100 Years is Not Enough

Since launching this blog, I’ve tended to mostly create posts surrounding a particular collection of photos, almost like an expanded Instagram post. In recent months, I’ve thought a lot about how I want to use this space. I’ve bounced around a bunch of different ideas, and one thought I keep coming back to is wanting to blog more often and more regularly. I am always making something—the last year or so has been one of the most prolific periods of my creative life—so I have plenty of work to share, but I also want to use this space in a more personal sense than I have been, updating those who are interested on what I’m up to.

I’m up to a lot. It is seventeen days into the new year, and already I have made two short films (you can check them out here), plus a new installment of My Friend the Artist, an interview video series I began last year, featuring my friend Dylan McMahon.

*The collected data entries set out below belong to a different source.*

/// `r*` or `r+` becomes a loop, isolated from the endpoints as `level` asks.
///
/// Fails with [`Error::IllegalArgument`] if `level` does not isolate every
/// side [`optimal_isolation_level`] requires.
pub fn breakdown_iteration(
    automaton: &mut Automaton,
    t: &AutomatonTransition,
    level: IsolationLevel,
) -> Result<Command> {
    check_present(automaton, t)?;
    check_operator(t, &[Operator::Star, Operator::Plus], "iteration")?;
    let optimal = optimal_isolation_level(automaton, t);
    if !level.is_sufficient_for(optimal) {
        return Err(Error::illegal(format!(
            "isolation level {level:?} is insufficient, at least {optimal:?} is required"
        )));
    }
    let Some(body) = t.regex().operand() else {
        return Err(Error::illegal(format!("{} has no operand", t.regex())));
    };
    let is_star = t.regex().operator() == Operator::Star;
    let (from, to) = (t.from(), t.to());
    log::trace!("iteration breakdown of {} at {level:?}", t.regex());

    let mut commands = vec![Command::RemoveTransition(t.clone())];

    if level == IsolationLevel::None {
        // STAR: skip forwards, loop body backwards. PLUS: body forwards,
        // repeat backwards on epsilon.
        let (eps_from, eps_to) = if is_star { (from, to) } else { (to, from) };
        if !automaton.has_transition_between(eps_from, eps_to, &RegexNode::epsilon()) {
            let skip = automaton.create_new_transition(eps_from, eps_to, RegexNode::epsilon());
            commands.push(Command::AddTransition(skip));
        }
        let (body_from, body_to) = if is_star { (to, from) } else { (from, to) };
        let body = automaton.create_new_transition(body_from, body_to, body);
        commands.push(Command::AddTransition(body));
        return Ok(Command::composite(description(t), commands));
    }

    let start_isolated = level.isolates_start().then(|| automaton.create_new_state());
    let end_isolated = level.isolates_end().then(|| automaton.create_new_state());
    for state in start_isolated.iter().chain(end_isolated.iter()) {
        commands.push(Command::AddState(*state));
    }
    let loop_start = start_isolated.map_or(from, |s| s.id());
    let loop_end = end_isolated.map_or(to, |s| s.id());

    if let Some(state) = start_isolated {
        let enter = automaton.create_new_transition(from, state.id(), RegexNode::epsilon());
        commands.push(Command::AddTransition(enter));
    }
    if let Some(state) = end_isolated {
        let leave = automaton.create_new_transition(state.id(), to, RegexNode::epsilon());
        commands.push(Command::AddTransition(leave));
    }
    if is_star && !automaton.has_transition_between(from, to, &RegexNode::epsilon()) {
        let skip = automaton.create_new_transition(from, to, RegexNode::epsilon());
        commands.push(Command::AddTransition(skip));
    }
    let back = automaton.create_new_transition(loop_end, loop_start, RegexNode::epsilon());
    commands.push(Command::AddTransition(back));
    let body = automaton.create_new_transition(loop_start, loop_end, body);
    commands.push(Command::AddTransition(body));

    Ok(Command::composite(description(t), commands))
}

/// `r?` becomes `r` in parallel with an epsilon transition.
pub fn breakdown_option(automaton: &mut Automaton, t: &AutomatonTransition) -> Result<Command> {
    check_present(automaton, t)?;
    check_operator(t, &[Operator::Option], "option")?;
    let Some(body) = t.regex().operand() else {
        return Err(Error::illegal(format!("{} has no operand", t.regex())));
    };

    let mut commands = vec![Command::RemoveTransition(t.clone())];
    let body = automaton.create_new_transition(t.from(), t.to(), body);
    commands.push(Command::AddTransition(body));
    if !automaton.has_transition_between(t.from(), t.to(), &RegexNode::epsilon()) {
        let skip = automaton.create_new_transition(t.from(), t.to(), RegexNode::epsilon());
        commands.push(Command::AddTransition(skip));
    }
    Ok(Command::composite(description(t), commands))
}

/// Pick the breakdown matching the label of `t`.
///
/// Returns `Ok(None)` for labels that are already a single character.
pub fn create_breakdown_command(
    automaton: &mut Automaton,
    t: &AutomatonTransition,
    policy: IsolationPolicy,
) -> Result<Option<Command>> {
    let command = match t.regex().operator() {
        Operator::None => return Ok(None),
        Operator::Choice => breakdown_choice(automaton, t)?,
        Operator::Sequence => breakdown_sequence(automaton, t)?,
        Operator::Option => breakdown_option(automaton, t)?,
        Operator::Star | Operator::Plus => {
            let level = match policy {
                IsolationPolicy::Optimal => optimal_isolation_level(automaton, t),
                IsolationPolicy::Full => IsolationLevel::FullyIsolate,
            };
            breakdown_iteration(automaton, t, level)?
        }
    };
    Ok(Some(command))
}

#[cfg(test)]
mod tests {
    use super::*;
    use crate::automaton::AutomatonState;
    use crate::formlang::test_support::edges;
    use crate::regexp::parse;

    fn re(text: &str) -> RegexNode {
        parse(text).unwrap().unwrap()
    }

    /// start(0) -> end(1, final) on `label`.
    fn single(label: &str) -> (Automaton, AutomatonTransition) {
        let mut automaton = Automaton::new();
        let end = automaton.create_new_state().with_final(true);
        automaton.add_state(end);
        let t = automaton.create_new_transition(0, end.id(), re(label));
        automaton.add_transition(t.clone());
        (automaton, t)
    }

    fn e(from: StateId, to: StateId, label: &str) -> (StateId, StateId, String) {
        (from, to, label.to_string())
    }

    #[test]
    fn test_choice() {
        let (mut automaton, t) = single("a|b|cd");
        let command = breakdown_choice(&mut automaton, &t).unwrap();
        command.redo(&mut automaton);
        assert_eq!(automaton.state_count(), 2);
        assert_eq!(edges(&automaton), vec![e(0, 1, "a"), e(0, 1, "b"), e(0, 1, "cd")]);

        command.undo(&mut automaton);
        assert_eq!(edges(&automaton), vec![e(0, 1, "a|b|cd")]);
    }

    #[test]
    fn test_sequence() {
        let (mut automaton, t) = single("ab");
        let command = breakdown_sequence(&mut automaton, &t).unwrap();
        command.redo(&mut automaton);
        assert_eq!(automaton.state_count(), 3);
        assert_eq!(edges(&automaton), vec![e(0, 2, "a"), e(2, 1, "b")]);
    }

    #[test]
    fn test_sequence_of_three_adds_two_states() {
        let (mut automaton, t) = single("(a|b)c*d");
        let command = breakdown_sequence(&mut automaton, &t).unwrap();
        command.redo(&mut automaton);
        assert_eq!(automaton.state_count(), 4);
        assert_eq!(
            edges(&automaton),
            vec![e(0, 2, "a|b"), e(2, 3, "c*"), e(3, 1, "d")]
        );
        assert!(!automaton.is_final(2));
    }

    #[test]
    fn test_wrong_operator_is_rejected() {
        let (mut automaton, t) = single("ab");
        assert!(matches!(
            breakdown_choice(&mut automaton, &t),
            Err(Error::IllegalArgument(_))
        ));
        assert!(breakdown_iteration(&mut automaton, &t, IsolationLevel::FullyIsolate).is_err());
    }

    #[test]
    fn test_star_unisolated() {
        let (mut automaton, t) = single("a*");
        assert_eq!(optimal_isolation_level(&automaton, &t), IsolationLevel::None);
        let command = breakdown_iteration(&mut automaton, &t, IsolationLevel::None).unwrap();
        command.redo(&mut automaton);
        assert_eq!(automaton.state_count(), 2);
        assert_eq!(edges(&automaton), vec![e(0, 1, "ε"), e(1, 0, "a")]);
    }

    #[test]
    fn test_plus_unisolated() {
        let (mut automaton, t) = single("(ab)+");
        let command = breakdown_iteration(&mut automaton, &t, IsolationLevel::None).unwrap();
        command.redo(&mut automaton);
        assert_eq!(edges(&automaton), vec![e(0, 1, "ab"), e(1, 0, "ε")]);
    }

    #[test]
    fn test_star_with_existing_epsilon_skips_duplicate() {
        let (mut automaton, t) = single("a*");
        let eps = automaton.create_new_transition(0, 1, RegexNode::epsilon());
        automaton.add_transition(eps);
        // The extra epsilon makes `to` shared.
        assert_eq!(optimal_isolation_level(&automaton, &t), IsolationLevel::FullyIsolate);
        let command = breakdown_iteration(&mut automaton, &t, IsolationLevel::FullyIsolate).unwrap();
        command.redo(&mut automaton);
        let eps_count = automaton
            .outgoing(0)
            .iter()
            .filter(|t| t.to() == 1 && t.is_epsilon())
            .count();
        assert_eq!(eps_count, 1);
    }

    #[test]
    fn test_isolation_levels() {
        let (mut automaton, t) = single("a*");
        let other = automaton.create_new_state();
        automaton.add_state(other);
        let out = automaton.create_new_transition(0, other.id(), re("x"));
        automaton.add_transition(out);
        assert_eq!(optimal_isolation_level(&automaton, &t), IsolationLevel::StartIsolate);

        assert!(breakdown_iteration(&mut automaton, &t, IsolationLevel::None).is_err());
        assert!(breakdown_iteration(&mut automaton, &t, IsolationLevel::EndIsolate).is_err());
        let before = automaton.snapshot();

        let command = breakdown_iteration(&mut automaton, &t, IsolationLevel::StartIsolate).unwrap();
        command.redo(&mut automaton);
        let iso = command.added_states()[0].id();
        assert_eq!(
            edges(&automaton),
            vec![
                e(0, 1, "ε"),
                e(0, other.id(), "x"),
                e(0, iso, "ε"),
                e(1, iso, "ε"),
                e(iso, 1, "a"),
            ]
        );
        command.undo(&mut automaton);
        assert_eq!(automaton.snapshot().states, before.states);
        assert_eq!(automaton.snapshot().transitions.len(), before.transitions.len());
    }

    #[test]
    fn test_fully_isolated_plus() {
        let (mut automaton, t) = single("a+");
        let command = breakdown_iteration(&mut automaton, &t, IsolationLevel::FullyIsolate).unwrap();
        command.redo(&mut automaton);
        let added: Vec<AutomatonState> = command.added_states();
        assert_eq!(added.len(), 2);
        let (s, en) = (added[0].id(), added[1].id());
        assert_eq!(
            edges(&automaton),
            vec![e(0, s, "ε"), e(s, en, "a"), e(en, 1, "ε"), e(en, s, "ε")]
        );
    }

    #[test]
    fn test_sufficiency() {
        use IsolationLevel::*;
        assert!(None.is_sufficient_for(None));
        assert!(FullyIsolate.is_sufficient_for(StartIsolate));
        assert!(FullyIsolate.is_sufficient_for(EndIsolate));
        assert!(StartIsolate.is_sufficient_for(StartIsolate));
        assert!(!StartIsolate.is_sufficient_for(EndIsolate));
        assert!(!EndIsolate.is_sufficient_for(FullyIsolate));
        assert!(!None.is_sufficient_for(StartIsolate));
    }

    #[test]
    fn test_option() {
        let (mut automaton, t) = single("(ab)?");
        let command = breakdown_option(&mut automaton, &t).unwrap();
        command.redo(&mut automaton);
        assert_eq!(edges(&automaton), vec![e(0, 1, "ab"), e(0, 1, "ε")]);
    }

    #[test]
    fn test_dispatch() {
        let (mut automaton, t) = single("a");
        assert!(create_breakdown_command(&mut automaton, &t, IsolationPolicy::Optimal)
            .unwrap()
            .is_none());

        let (mut automaton, t) = single("a*");
        let command = create_breakdown_command(&mut automaton, &t, IsolationPolicy::Full)
            .unwrap()
            .unwrap();
        assert_eq!(command.added_states().len(), 2);
    }

    #[test]
    fn test_stale_transition_is_rejected() {
        let (mut automaton, t) = single("a|b");
        automaton.remove_transition(t.id());
        assert!(breakdown_choice(&mut automaton, &t).is_err());
    }
}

I also made a new zine with a mini-memoir format, a first for me. The zine contains the true story of an entanglement I had with a boy in my twenties, and is mostly text with a few pages of actual photos from that time. I also wrote the first draft of a new story, also about a man from my past, that I plan to make into another issue. I’ve written about myself in lots of different formats over the years, and made autobiographical photography, but I’ve never told such detailed, personal stories and then made them available to the public like this before. It’s a new endeavor for me, but one that feels right, and maybe like the place these stories are meant to live. When I used to do a lot of spoken word and slam poetry, I would write scores of poems about all the heavy baggage of my life: traumas and abuse and bad relationships and mental illness and dysfunction. Then I would get on a stage and stand in front of a microphone and read these poems to a room full of friends and strangers. We had a saying in those rooms, “Leave it onstage.” The stage was a place I could set down all these heavy things I carried around with me, and leave them there. Maybe these zines can be like that for the stories within them, a receptacle to keep them so I don’t have to.

Issues of Fires are $10 each and can be bought by emailing me or using the contact form on my About page (or text or DM or whatever).

I’ve also photographed a couple new Barbie shoots (film hasn’t been developed yet) and made ten or so Valentine’s Day collages out of old Playboys and sixties housewife magazines and biker magazines. I’ll share those on Instagram in the next couple days and make them available for sale. I started planning a new double exposure concept, and will probably begin shooting in the next few weeks. And maybe the most exciting of all, I began my first attempt at making a narrative film (fictional film, non-documentary).

Since my uncle gave me my Sony HandyCam camcorder last Christmas, I’ve mostly filmed my friends and documented the things I’m doing. Over the summer, I began experimenting with filming more random scenes—the way the sun hits a brick wall, bees buzzing around flowerheads, leaves against a blue sky—with the idea I would patch together some sort of conceptual film, my first idea outside of documentation. And then recently, it occurred to me I could make a fictional movie, with a story and characters and some sort of script, and almost immediately got to work.

Right now, the film is more about a feeling than a thing that happens, but the action is coming together. I’ve shot a handful of introductory scenes, starring myself, mostly in my apartment, but I think there will be one other character. That’s maybe the most intimidating part—that I’ll have to explain the project to someone else and help them understand the role I want them to play. I’ll have to figure out who will play this additional character, a delicate decision because they will be playing my love interest, and like so much of my work, this project is based on a true story. The feeling the film is about is one that I have felt.

I’ve done all of this in the last two weeks. When this creative uptick began roughly a year ago, I was grateful for the motivation and endeavored to ride it while it lasted. It feels it’s only grown. Sometimes I feel unable to stop; there are so many ideas inside me and I feel so driven and energized to realize them. Today I had the thought that if I lived for 100 years, it would not be enough. At 42, I feel like I am only beginning.

Here are some self-portraits I shot on a digital camera the other day. The final shot, a closeup of my mouth, is what inspired the double-exposure project I mentioned above. More to come on that. Thanks for reading, you’re beautiful.